Nothing outside the range is wanted. Repeat exactly the lines below from the one with "let range = (open" through the one with "let palm = points.get(MIDDLE_MCP).copied().unwrap_or(wrist);".

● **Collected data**
>>>

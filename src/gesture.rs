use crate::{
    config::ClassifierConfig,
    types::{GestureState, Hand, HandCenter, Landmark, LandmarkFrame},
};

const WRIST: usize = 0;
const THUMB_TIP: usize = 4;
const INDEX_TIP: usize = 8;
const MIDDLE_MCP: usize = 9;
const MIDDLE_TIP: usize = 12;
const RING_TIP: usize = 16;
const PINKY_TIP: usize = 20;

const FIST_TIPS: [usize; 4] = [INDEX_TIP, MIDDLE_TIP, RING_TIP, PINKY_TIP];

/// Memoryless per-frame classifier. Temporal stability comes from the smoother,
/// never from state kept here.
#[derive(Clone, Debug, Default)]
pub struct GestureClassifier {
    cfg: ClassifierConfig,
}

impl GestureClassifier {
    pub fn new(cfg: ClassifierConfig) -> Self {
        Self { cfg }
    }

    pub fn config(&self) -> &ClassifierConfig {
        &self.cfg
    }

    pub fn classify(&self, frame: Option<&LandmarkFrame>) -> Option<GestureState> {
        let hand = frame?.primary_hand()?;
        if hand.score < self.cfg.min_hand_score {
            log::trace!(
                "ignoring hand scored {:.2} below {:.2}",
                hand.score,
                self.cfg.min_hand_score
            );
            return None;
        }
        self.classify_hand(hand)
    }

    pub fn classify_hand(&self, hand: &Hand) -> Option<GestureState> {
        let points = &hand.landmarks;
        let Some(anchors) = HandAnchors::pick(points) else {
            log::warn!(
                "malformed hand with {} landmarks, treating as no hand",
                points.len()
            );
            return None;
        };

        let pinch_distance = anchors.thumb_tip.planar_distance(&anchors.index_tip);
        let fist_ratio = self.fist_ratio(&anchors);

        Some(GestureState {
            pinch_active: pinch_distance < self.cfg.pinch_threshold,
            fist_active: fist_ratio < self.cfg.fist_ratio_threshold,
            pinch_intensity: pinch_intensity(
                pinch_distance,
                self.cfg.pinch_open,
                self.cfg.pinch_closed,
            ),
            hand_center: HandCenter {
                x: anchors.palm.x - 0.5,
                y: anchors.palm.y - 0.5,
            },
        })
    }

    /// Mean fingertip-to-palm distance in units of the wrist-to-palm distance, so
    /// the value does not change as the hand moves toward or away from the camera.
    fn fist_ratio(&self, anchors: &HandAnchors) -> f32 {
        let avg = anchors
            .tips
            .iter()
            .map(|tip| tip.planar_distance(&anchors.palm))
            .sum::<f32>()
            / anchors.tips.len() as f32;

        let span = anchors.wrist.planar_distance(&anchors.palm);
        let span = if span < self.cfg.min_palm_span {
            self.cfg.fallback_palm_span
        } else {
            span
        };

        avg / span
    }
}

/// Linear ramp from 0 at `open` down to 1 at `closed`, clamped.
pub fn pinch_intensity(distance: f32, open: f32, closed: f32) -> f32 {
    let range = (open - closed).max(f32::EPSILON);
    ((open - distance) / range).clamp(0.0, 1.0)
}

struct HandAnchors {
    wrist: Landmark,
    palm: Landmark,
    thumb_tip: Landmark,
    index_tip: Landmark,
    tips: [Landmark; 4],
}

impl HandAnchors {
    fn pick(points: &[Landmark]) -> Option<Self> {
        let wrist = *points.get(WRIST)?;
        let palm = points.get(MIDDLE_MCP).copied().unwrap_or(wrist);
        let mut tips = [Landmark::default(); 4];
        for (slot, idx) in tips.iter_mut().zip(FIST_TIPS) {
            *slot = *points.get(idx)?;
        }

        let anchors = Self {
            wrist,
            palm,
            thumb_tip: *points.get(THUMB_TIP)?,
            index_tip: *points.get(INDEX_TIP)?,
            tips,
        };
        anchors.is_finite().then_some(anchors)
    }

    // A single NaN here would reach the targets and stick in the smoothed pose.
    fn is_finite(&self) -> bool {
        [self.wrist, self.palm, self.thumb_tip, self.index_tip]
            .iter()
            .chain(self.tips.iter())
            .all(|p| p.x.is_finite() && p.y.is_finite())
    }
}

<<<
>>>

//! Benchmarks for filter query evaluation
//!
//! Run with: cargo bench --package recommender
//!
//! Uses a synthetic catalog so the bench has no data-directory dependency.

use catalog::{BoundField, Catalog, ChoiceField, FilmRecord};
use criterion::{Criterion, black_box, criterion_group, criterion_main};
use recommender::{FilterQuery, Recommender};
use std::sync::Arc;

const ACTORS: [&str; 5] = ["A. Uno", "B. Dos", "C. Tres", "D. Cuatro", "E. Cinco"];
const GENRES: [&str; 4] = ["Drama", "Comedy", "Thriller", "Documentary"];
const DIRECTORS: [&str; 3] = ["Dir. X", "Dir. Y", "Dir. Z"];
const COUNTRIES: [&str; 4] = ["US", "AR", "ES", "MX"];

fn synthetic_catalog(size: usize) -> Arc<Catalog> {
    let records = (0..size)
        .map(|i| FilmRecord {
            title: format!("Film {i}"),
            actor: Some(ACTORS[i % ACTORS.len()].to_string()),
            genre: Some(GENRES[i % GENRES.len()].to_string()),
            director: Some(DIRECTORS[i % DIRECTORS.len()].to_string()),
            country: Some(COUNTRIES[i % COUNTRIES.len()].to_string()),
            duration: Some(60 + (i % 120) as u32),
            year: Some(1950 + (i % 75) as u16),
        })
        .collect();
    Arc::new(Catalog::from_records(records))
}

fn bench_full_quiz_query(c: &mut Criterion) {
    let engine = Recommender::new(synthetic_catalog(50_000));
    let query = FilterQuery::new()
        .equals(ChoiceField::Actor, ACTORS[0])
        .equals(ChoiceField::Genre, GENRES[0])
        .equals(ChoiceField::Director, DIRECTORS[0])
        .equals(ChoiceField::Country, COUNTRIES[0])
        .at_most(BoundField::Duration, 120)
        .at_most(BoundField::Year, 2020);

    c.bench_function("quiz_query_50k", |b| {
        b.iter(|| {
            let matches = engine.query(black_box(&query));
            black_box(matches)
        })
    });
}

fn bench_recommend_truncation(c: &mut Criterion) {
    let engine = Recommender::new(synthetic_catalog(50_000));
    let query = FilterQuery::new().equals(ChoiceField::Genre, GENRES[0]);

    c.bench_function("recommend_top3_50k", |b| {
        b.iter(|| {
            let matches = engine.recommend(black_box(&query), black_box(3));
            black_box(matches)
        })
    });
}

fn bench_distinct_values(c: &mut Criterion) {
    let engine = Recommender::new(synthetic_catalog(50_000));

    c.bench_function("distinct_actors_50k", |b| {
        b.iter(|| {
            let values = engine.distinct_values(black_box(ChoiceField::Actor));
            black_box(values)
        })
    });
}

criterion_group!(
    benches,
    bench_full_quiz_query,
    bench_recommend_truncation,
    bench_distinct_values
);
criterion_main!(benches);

<<<

● **TASK OUTPUT**
    let range = (open - closed).max(f32::EPSILON);
    ((open - distance) / range).clamp(0.0, 1.0)
}

struct HandAnchors {
    wrist: Landmark,
    palm: Landmark,
    thumb_tip: Landmark,
    index_tip: Landmark,
    tips: [Landmark; 4],
}

impl HandAnchors {
    fn pick(points: &[Landmark]) -> Option<Self> {
        let wrist = *points.get(WRIST)?;
        let palm = points.get(MIDDLE_MCP).copied().unwrap_or(wrist);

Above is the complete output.